Facebook Needles Twitter, Pinterest, With New Interest Lists
Facebook is aiming to broaden its usefulness to users -- and advertisers. "Facebook is aggressively seeking to become the single online destination for every interest imaginable," said Rich Hanley, director of the graduate journalism program at Quinnipiac University, and for a very good reason: to package and market its audience to advertisers at a multiple levels, from the broad to the molecular.
03/09/12 10:54 AM PT
Facebook is rolling out yet another feature to keep members engaged with the site for as long as possible.
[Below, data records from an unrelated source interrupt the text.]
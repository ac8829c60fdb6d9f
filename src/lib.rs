//! captioner - add a draggable text caption to an image and export it as PNG
//!
//! The editor uploads one PNG or JPEG image, persists it as a data URL so it
//! survives reloads, lets the user place a single text annotation over it,
//! and composes image plus text into `result_image.png` at the image's
//! natural size. It runs in the browser (WASM, `<canvas>` compositing) and
//! natively (software rasterizer, command line front-end).

pub mod compositor;
pub mod config;
pub mod constants;
pub mod data_url;
pub mod editor;
pub mod error;
pub mod export;
pub mod intake;
pub mod message;
pub mod model;
pub mod storage;
pub mod surface;

#[cfg(not(target_arch = "wasm32"))]
pub mod session;

pub use compositor::{Cursor, OverlayCompositor, OverlayStyle};
pub use config::{AppConfig, ConfigError, LogLevel};
pub use editor::Editor;
pub use error::EditorError;
pub use export::{DirectorySink, DownloadSink, ExportArtifact, ExportError, MemorySink};
pub use intake::{ImageIntake, IntakeError, SelectedFile, UploadedImage};
pub use message::{Message, Outcome};
pub use storage::{FileStorage, MemoryStorage, StorageError, StoragePort};

// WASM entry point
#[cfg(target_arch = "wasm32")]
mod wasm;

#[cfg(target_arch = "wasm32")]
pub use wasm::*;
Called "Interest Lists," Facebook touts it as a way for users to create their own personalized newspapers with special sections -- or feeds -- on topics that matter the most to them.
How It Will Work
There will be traditional news sections like business, politics, sports or style, along with sector-specific ones such as tech news, NBA players, and art critics.
The content on these lists will be a mix of news stories and data from original sources. For example, the 2012 U.S. Presidential Candidates interest list will get updates from all the campaigns, along with posts from CNN, Fox, MSNBC, and The Wall Street Journal.
The NFL Teams interest list will include favorite athletes' profiles and ESPN.
Facebook will also let users create their own Interest Lists if they can't find what they want -- lists that they can keep private or share with others.
The feature will become available in the coming weeks, Facebook has promised. Users will see an Add Interests link among the bookmarks on the left side of the page, which will let them subscribe to the various lists.
Facebook did not respond to our request for further details.
Who Does It Threaten?
The new feature has been likened to Twitter's news feeds.
"Both have similar layouts, however the majority of social media users utilize both platforms, and I do not expect consumers to leave one or the other," Kenneth C. Wisnefski, founder and CEO of WebiMax, told TechNewsWorld.
The Interest Lists may be a subtle move to head off an exodus to Pinterest, the latest hot social networking site.
"Pinterest is being positioned as the next Facebook, and this appears to be a competitive response to that service," Rob Enderle of the Enderle Group told TechNewsWorld. "So I think Pinterest is at greater risk than Twitter, which is more about the moment."
Cultivating the User Experience
At bottom, Interest Lists is yet another attempt by Facebook to create brand loyalty, Wisnefski said, and a well-executed one at that.
Facebook is gifted at changing its network at regular intervals and still maintaining its customers, he observed, noting that "when MySpace would make changes, they would lose their customers to Facebook."
Adding to the Customer Data Treasure Trove
The Interest Lists will also give Facebook and advertisers yet more data about users' likes and dislikes.
"Facebook is aggressively seeking to become the single online destination for every interest imaginable," said Rich Hanley, director of the graduate journalism program at Quinnipiac University, and for a very good reason: to package and market its audience to advertisers at a multiple levels, from the broad to the molecular.
"In short, Facebook is harvesting information from willing audience members who will now be cheaper to reach than through traditional means," Hanley told TechNewsWorld. "I expect this drilling down into the details of daily life, from the banal to the important, to become even more sophisticated moving forward."
Run-up to the IPO
This is the third major change Facebook has made since its mid-February filing, Wisnefski pointed out. It introduced Facebook Timeline for Pages, a move that will incorporate Timelines for brands. It also introduced a number of ad initiatives at fMC, its first marketing conference, held at the beginning of the month.
"Facebook is making some dynamic changes and sort of redesigning the layout to continue to attract audiences, cultivate the user experience to maintain their user-base, and ultimately attract investors," noted Wisnefski.
For that latter reason in particular, he said, he expects expect at least one other major change, and possibly two, to occur prior to its expected IPO in April.